Not physically (although, that would've been something to see), but He so mercifully made me see what I needed to realize. I was so caught up in what I wanted out of my life that I never saw what He had planned for me. I have heard this preached at me too many times to count, but it never actually hit me spiritually until God took hold. My dreams were/are nothing compared to what He wanted. So, when I finally had no fight left on the inside, He filled me body, heart and soul. I no longer felt inadequate. I felt humbly “enough” through Him. I no longer felt like a failure but that God had me where I was at and with the people that were around me for a reason. Peace. Joy. Contentment. The things that I always truly wanted.
I still cannot believe it either.

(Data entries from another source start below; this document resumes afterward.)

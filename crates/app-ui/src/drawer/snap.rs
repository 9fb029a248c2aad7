//! Snap points and release-target selection

use serde::{Deserialize, Serialize};
use tracing::debug;

use super::config::{DrawerConfig, SnapFractions};

/// Named rest positions of the drawer
#[derive(Debug, Clone, Copy, PartialEq, Eq, Hash, Serialize, Deserialize)]
#[serde(rename_all = "lowercase")]
pub enum SnapPoint {
    /// Fully expanded; content scrolls on its own
    Top,
    /// Initial position
    Middle,
    /// Collapsed
    Bottom,
}

impl SnapPoint {
    /// All snap points from top to bottom
    pub const ALL: [SnapPoint; 3] = [SnapPoint::Top, SnapPoint::Middle, SnapPoint::Bottom];
}

/// Pixel offsets of the three snap points for one viewport
#[derive(Debug, Clone, Copy, PartialEq)]
pub struct SnapTable {
    top: f32,
    middle: f32,
    bottom: f32,
    overshoot: f32,
}

impl SnapTable {
    /// Compute the table from a viewport height and fractions.
    ///
    /// A negative or NaN overshoot is treated as zero.
    pub fn new(viewport_height: f32, fractions: SnapFractions, overshoot: f32) -> Self {
        Self {
            top: viewport_height * fractions.top,
            middle: viewport_height * fractions.middle,
            bottom: viewport_height * fractions.bottom,
            overshoot: overshoot.max(0.0),
        }
    }

    /// Compute the table for a drawer configuration
    pub fn from_config(config: &DrawerConfig) -> Self {
        Self::new(config.viewport_height, config.snap, config.overshoot_margin)
    }

    /// Offset of a snap point
    pub fn offset(&self, point: SnapPoint) -> f32 {
        match point {
            SnapPoint::Top => self.top,
            SnapPoint::Middle => self.middle,
            SnapPoint::Bottom => self.bottom,
        }
    }

    /// Top offset
    pub fn top(&self) -> f32 {
        self.top
    }

    /// Middle offset
    pub fn middle(&self) -> f32 {
        self.middle
    }

    /// Bottom offset
    pub fn bottom(&self) -> f32 {
        self.bottom
    }

    /// Largest offset a drag may reach
    pub fn max_drag(&self) -> f32 {
        self.bottom + self.overshoot
    }

    /// Clamp an offset into the draggable range.
    ///
    /// The upper bound wins if the table is inverted.
    pub fn clamp_drag(&self, offset: f32) -> f32 {
        offset.max(self.top).min(self.max_drag())
    }

    /// The snap point sitting exactly at `offset`, if any
    pub fn point_at(&self, offset: f32) -> Option<SnapPoint> {
        SnapPoint::ALL
            .into_iter()
            .find(|p| (self.offset(*p) - offset).abs() <= 0.5)
    }

    /// Choose the release target for an offset and vertical velocity.
    ///
    /// Rules apply in order: a fast upward flick goes to `Top`, a fast
    /// downward flick goes to `Bottom`, otherwise the nearest band wins.
    pub fn select(&self, offset: f32, velocity: f32, fling_velocity: f32) -> SnapPoint {
        let target = if velocity < -fling_velocity && offset > self.top {
            SnapPoint::Top
        } else if velocity > fling_velocity && offset < self.bottom {
            SnapPoint::Bottom
        } else if offset < self.middle * 0.5 {
            SnapPoint::Top
        } else if offset < (self.middle + self.bottom) / 2.0 {
            SnapPoint::Middle
        } else {
            SnapPoint::Bottom
        };

        debug!(offset, velocity, ?target, "Selected snap target");
        target
    }
}
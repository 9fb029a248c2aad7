//! Onboarding completion flag
//!
//! The only state the app persists: whether this device has already been
//! through onboarding. It decides which route the app opens on.

use std::sync::Arc;

use serde::{Deserialize, Serialize};
use thiserror::Error;
use tracing::info;

use crate::kv::{DeviceStore, KvError, KvStore};

/// Device key holding the flag
pub const HAS_SEEN_ONBOARDING: &str = "has_seen_onboarding";

/// Onboarding storage errors
#[derive(Debug, Error)]
pub enum OnboardingError {
    /// Underlying store failed
    #[error("Onboarding flag storage failed: {0}")]
    Storage(#[from] KvError),
}

/// Result type for onboarding operations
pub type Result<T> = std::result::Result<T, OnboardingError>;

/// Route the app opens on
#[derive(Debug, Clone, Copy, PartialEq, Eq, Serialize, Deserialize)]
#[serde(rename_all = "lowercase")]
pub enum InitialRoute {
    /// First launch
    Onboarding,
    /// Onboarding already completed
    Home,
}

/// Reads and writes the onboarding flag
#[derive(Clone)]
pub struct OnboardingStore {
    device: DeviceStore,
}

impl OnboardingStore {
    /// Create a store over a key-value store
    pub fn new(kv: Arc<KvStore>) -> Self {
        Self { device: DeviceStore::new(kv) }
    }

    /// Whether onboarding was completed on this device
    pub fn has_seen_onboarding(&self) -> Result<bool> {
        Ok(self.device.get::<bool>(HAS_SEEN_ONBOARDING)?.unwrap_or(false))
    }

    /// Mark onboarding as completed
    pub fn complete(&self) -> Result<()> {
        self.device.set(HAS_SEEN_ONBOARDING, &true)?;
        self.device.flush()?;
        info!("Onboarding completed");
        Ok(())
    }

    /// Forget onboarding so it shows again on next launch
    pub fn reset(&self) -> Result<()> {
        let existed = self.device.remove(HAS_SEEN_ONBOARDING)?;
        self.device.flush()?;
        info!(existed, "Onboarding reset");
        Ok(())
    }

    /// Route to open on launch
    pub fn initial_route(&self) -> Result<InitialRoute> {
        if self.has_seen_onboarding()? {
            Ok(InitialRoute::Home)
        } else {
            Ok(InitialRoute::Onboarding)
        }
    }
}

Once God transformed me, He started showing me His insane plan for the future. I have always wanted to travel, so He decided to lead me to 11 different countries. My heart has always been drawn to underprivileged kids or people stuck in poverty. Why not call me to a year of serving these exact people for Him for a year? I do not know His complete plan or what He has planned for me after this, but I finally do not care. Wherever He leads, I will follow. Wherever there's need, He is there.
We are here to spread His kingdom, wherever we are in present day. let that be at work, in school, or in a coffee shop while trying to finish a deadline or project. We are here to do His work, until the day He calls us home.
Where do I go from here? Can't wait to find out.
“As for you, always be sober-minded, endure suffering, do the work of an evangelist, fulfill your ministry.”